There is a nuclear dump just 19 miles from the Santa Fe Plaza. It's called "Area G".

Area G annotated photos

#1 - vertical (1.33MB pdf), or (352KB gif)
#2 - horizontal (1.33MB pdf), or (342KB gif)

--- August 6, 2003 - Letter to Governor Bill Richardson requesting the cessation of nuclear waste disposal at Los Alamos National Laboratory’s (LANL’s) “Area G” landfill and formal closure of the site, as required by law.

--- September 19, 2001 - 1,000 Citizens Request Governor To CloseNorthern New Mexico Nuclear Dump: Nuclear Waste Disposal Illegal Since 1985, Group Charges; Action Overdue.

--- January 15, 2001 - Letter from twenty-seven area groups to Secretary of the Environment Department, Pete Maggiore, calling for the cessation of nuclear waste disposal at "Area G" landfill and formal closure of the site, as required by law.

It's Growing.

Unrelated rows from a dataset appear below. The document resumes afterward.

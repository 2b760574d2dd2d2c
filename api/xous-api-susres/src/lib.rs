#![cfg_attr(target_os = "none", no_std)]
#![cfg_attr(not(target_os = "none"), allow(dead_code))]
#![cfg_attr(not(target_os = "none"), allow(unused_imports))]
#![cfg_attr(not(target_os = "none"), allow(unused_variables))]

pub mod api;
pub use api::*;
use num_traits::{FromPrimitive, ToPrimitive};
use xous::{CID, Message, msg_scalar_unpack, send_message};
use xous_ipc::Buffer;

#[derive(Debug)]
pub struct Susres {
    conn: CID,
    suspend_cb_sid: Option<xous::SID>,
}
impl Susres {
    #[cfg(any(feature = "precursor", feature = "renode", feature = "bao1x"))]
    /// When created, the `susres` object can be configured with a `SuspendOrder` to enforce
    /// sequencing rules in shutdown. It also requires arguments to define a callback which is
    /// pinged when a suspend event arrives. The callback takes the form of a `CID, discriminant`
    /// pair, where the CID is the local connection ID to the caller (in other words, a self-connection
    /// to the caller), and the discriminant is the number placed into the Xous message's `body.id()`
    /// field. This is typically just the descriminant of the main loop's opcode enum for the
    /// suspend-resume opcode.
    pub fn new(
        order: Option<SuspendOrder>,
        xns: &xous_names::XousNames,
        cb_discriminant: u32,
        cid: CID,
    ) -> Result<Self, xous::Error> {
        REFCOUNT.fetch_add(1, Ordering::Relaxed);
        let conn = xns.request_connection_blocking(api::SERVER_NAME_SUSRES).expect("Can't connect to SUSRES");

        let sid = xous::create_server().unwrap();
        let sid_tuple = sid.to_u32();
        xous::create_thread_4(
            suspend_cb_server,
            sid_tuple.0 as usize,
            sid_tuple.1 as usize,
            sid_tuple.2 as usize,
            sid_tuple.3 as usize,
        )
        .unwrap();
        let hookdata = ScalarHook {
            sid: sid_tuple,
            id: cb_discriminant,
            cid,
            order: order.unwrap_or(SuspendOrder::Normal),
        };
        log::debug!("hooking {:?}", hookdata);
        let buf = Buffer::into_buf(hookdata).or(Err(xous::Error::InternalError))?;
        buf.lend(conn, Opcode::SuspendEventSubscribe.to_u32().unwrap())?;

        Ok(Susres { conn, suspend_cb_sid: Some(sid) })
    }

    // suspend/resume is not implemented in hosted mode, and will break if you try to do it.
    // the main reason this was done is actually it seems hosted mode can't handle the level
    // of concurrency introduced by suspend/resume, as its underlying IPC mechanisms are quite
    // different and have a lot of overhead; it seems like the system goes into a form of deadlock
    // during boot when all the hosted mode servers try to connect. This isn't an issue on real hardware.
    #[cfg(not(target_os = "xous"))]
    /// When created, the `susres` object can be configured with a `SuspendOrder` to enforce
    /// sequencing rules in shutdown. It also requires arguments to define a callback which is
    /// pinged when a suspend event arrives. The callback takes the form of a `CID, discriminant`
    /// pair, where the CID is the local connection ID to the caller (in other words, a self-connection
    /// to the caller), and the discriminant is the number placed into the Xous message's `body.id()`
    /// field. This is typically just the descriminant of the main loop's opcode enum for the
    /// suspend-resume opcode.
    pub fn new(
        _ordering: Option<SuspendOrder>,
        xns: &xous_names::XousNames,
        cb_discriminant: u32,
        cid: CID,
    ) -> Result<Self, xous::Error> {
        REFCOUNT.fetch_add(1, Ordering::Relaxed);
        Ok(Susres { conn: 0, suspend_cb_sid: None })
    }

    /// Creates a connection to the `susres` server, but without a callback. This is useful
    /// for services that are suspend-insensitive, but need to manipulate the state of
    /// the machine (such as initiating a suspend).
    pub fn new_without_hook(xns: &xous_names::XousNames) -> Result<Self, xous::Error> {
        REFCOUNT.fetch_add(1, Ordering::Relaxed);
        let conn = xns.request_connection_blocking(api::SERVER_NAME_SUSRES)?;
        Ok(Susres { conn, suspend_cb_sid: None })
    }

    /// This call initiates a suspend. It will sequence through the suspend events; and
    /// if any services are unable to suspend within a defined time-out window, the call
    /// will fail with a `xous::Error::Timeout`.
    ///
    /// NB: services such as the SHA engine and
    /// the Curve25519 engine can deny a suspend because they have large internal state
    /// that can't be saved to battery-backed RAM.
    pub fn initiate_suspend(&self) -> Result<(), xous::Error> {
        log::trace!("suspend initiated");
        match send_message(
            self.conn,
            Message::new_blocking_scalar(Opcode::SuspendRequest.to_usize().unwrap(), 0, 0, 0, 0),
        ) {
            Ok(xous::Result::Scalar1(result)) => {
                if result == 1 {
                    Ok(())
                } else {
                    // indicate that we couldn't initiate the suspend
                    Err(xous::Error::Timeout)
                }
            }
            _ => Err(xous::Error::InternalError),
        }
    }

    /// This call is used by services that are suspend-sensitive. They are used to
    /// acknowledge the callback from the suspend sequencer; calling this function
    /// basically tells the sequencer "I'm ready to suspend immediately". Likewise,
    /// this call blocks until the system resumes.
    ///
    /// Note that from the perspective of the caller, this call magically appears
    /// like it returns almost immediately, because, the time spent in suspend does
    /// not increment the ticktimer or system time. The only evidence of a suspend
    /// would be a difference in the current RTC timestamp.
    pub fn suspend_until_resume(&mut self, token: usize) -> Result<bool, xous::Error> {
        if self.suspend_cb_sid.is_none() {
            // this happens if you created without a hook
            return Err(xous::Error::UseBeforeInit);
        }
        log::debug!("token {} pid {} suspending", token, xous::process::id()); // <-- use this to debug s/r
        xous::yield_slice();
        // first tell the susres server that we're ready to suspend
        send_message(
            self.conn,
            Message::new_scalar(Opcode::SuspendReady.to_usize().unwrap(), token, 0, 0, 0),
        )
        .map(|_| ())?;
        log::trace!("blocking until suspend");

        // sometime between here and when this next message unblocks, the power went out...

        // now block until we've resumed
        send_message(
            self.conn,
            Message::new_blocking_scalar(Opcode::SuspendingNow.to_usize().unwrap(), 0, 0, 0, 0),
        )
        .map(|_| ())?;

        let response = send_message(
            self.conn,
            Message::new_blocking_scalar(Opcode::WasSuspendClean.to_usize().unwrap(), token, 0, 0, 0),
        )
        .expect("couldn't query if my suspend was successful");
        if let xous::Result::Scalar1(result) = response {
            if result != 0 {
                log::debug!("resume pid {} clean", xous::process::id()); // <-- use this to debug s/r
                Ok(true)
            } else {
                log::debug!("resume pid {} dirty", xous::process::id()); // <-- use this to debug s/r
                Ok(false)
            }
        } else {
            Err(xous::Error::InternalError)
        }
    }

    /// This is a call that a service can make to inform the suspend sequencer that
    /// it is currently suspendable (or not suspendable). This is typically used to
    /// book-end calls to hardware that contains large amount of state that cannot
    /// be efficiently saved to battery-backed RAM.
    pub fn set_suspendable(&mut self, allow_suspend: bool) -> Result<(), xous::Error> {
        if allow_suspend {
            send_message(self.conn, Message::new_scalar(Opcode::SuspendAllow.to_usize().unwrap(), 0, 0, 0, 0))
                .map(|_| ())
        } else {
            send_message(self.conn, Message::new_scalar(Opcode::SuspendDeny.to_usize().unwrap(), 0, 0, 0, 0))
                .map(|_| ())
        }
    }

    /// Passing `true` causes the whole SOC including peripherals to receive a reset signal
    /// `false` causes only the CPU to reboot, while the peripherals retain state. Generally you want `true`.
    pub fn reboot(&self, whole_soc: bool) -> Result<(), xous::Error> {
        send_message(self.conn, Message::new_scalar(Opcode::RebootRequest.to_usize().unwrap(), 0, 0, 0, 0))
            .map(|_| ())?;

        if whole_soc {
            send_message(
                self.conn,
                Message::new_scalar(Opcode::RebootSocConfirm.to_usize().unwrap(), 0, 0, 0, 0),
            )
            .map(|_| ())
        } else {
            send_message(
                self.conn,
                Message::new_scalar(Opcode::RebootCpuConfirm.to_usize().unwrap(), 0, 0, 0, 0),
            )
            .map(|_| ())
        }
    }

    /// Pulls power from the SoC without attempting to save state
    pub fn immediate_poweroff(&self) -> Result<(), xous::Error> {
        send_message(self.conn, Message::new_scalar(Opcode::PowerOff.to_usize().unwrap(), 0, 0, 0, 0))
            .map(|_| ())
    }
}
fn drop_conn(sid: xous::SID) {
    let cid = xous::connect(sid).unwrap();
    xous::send_message(cid, Message::new_scalar(SuspendEventCallback::Drop.to_usize().unwrap(), 0, 0, 0, 0))
        .unwrap();
    unsafe {
        xous::disconnect(cid).unwrap();
    }
}
use core::sync::atomic::{AtomicU32, Ordering};
static REFCOUNT: AtomicU32 = AtomicU32::new(0);
impl Drop for Susres {
    fn drop(&mut self) {
        if let Some(sid) = self.suspend_cb_sid.take() {
            drop_conn(sid);
        }
        if REFCOUNT.fetch_sub(1, Ordering::Relaxed) == 1 {
            unsafe {
                xous::disconnect(self.conn).unwrap();
            }
        }
    }
}

fn suspend_cb_server(sid0: usize, sid1: usize, sid2: usize, sid3: usize) {
    let sid = xous::SID::from_u32(sid0 as u32, sid1 as u32, sid2 as u32, sid3 as u32);
    let mut print_once = false;
    loop {
        let msg = xous::receive_message(sid).unwrap();
        match FromPrimitive::from_usize(msg.body.id()) {
            Some(SuspendEventCallback::Event) => msg_scalar_unpack!(msg, cid, id, token, _, {
                // directly pass the scalar message onto the CID with the ID memorized in the original hook
                if !print_once {
                    // dump this only once so we have a PID->token map in the debug logs, but don't dump it
                    // every time as it slows down the suspend
                    log::info!("PID {} has s/r token {}", xous::current_pid().unwrap().get(), token); // <-- use this to debug s/r
                    print_once = true;
                }
                send_message(cid as u32, Message::new_scalar(id, token, 0, 0, 0)).unwrap();
            }),
            Some(SuspendEventCallback::Drop) => {
                break; // this exits the loop and kills the thread
            }
            None => (),
        }
    }
    xous::destroy_server(sid).unwrap();
}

And It's Ours Forever


  • Larger than WIPP (the Waste Isolation Pilot Plant, near Carlsbad, New Mexico)


  • Permanent waste disposal in shallow unlined pits and shafts covered with dirt 


  • Enough buried radioactive and chemical wastes to fill 1.4 million 55 gallon drums -- plus 60,000 drums' worth of temporarily-stored waste 
  • Expected to recieve 54,000 drums' worth more waste each year, mostly from nuclear weapons production and testing 


  • Slated to expand in size indefinitely -- two other mesas are also targeted for dump sites 


  • No external oversight by any regulatory agency 


  • Most of this waste production is entirely unnecessary 

And just where is all this nuclear waste coming from?  Almost all of it is coming from nuclear weapons programs.  Most people do not know that these programs have grown tremendously in recent years, and are now much larger than they were on average during the Cold War, even after correcting for inflation.

Weapons design and testing has begun again -- here.  Production of plutonium bomb cores has begun -- here.  A second plutonium plant is planned -- here.  Many more tons of plutonium are needed for the bomb factories -- here.  Huge new facilities for weapons testing and for novel kinds of nuclear processing -- which will produce even more waste -- are planned -- here.

So the Department of Energy (DOE) and the University of California (UC, which makes millions of dollars operating the lab and the dump) assume you don't mind them burying most of the waste here, with a smaller amount going to WIPP.
 

How much of this nuclear waste generation is really necessary?

DOE and UC hope you won't ask that question.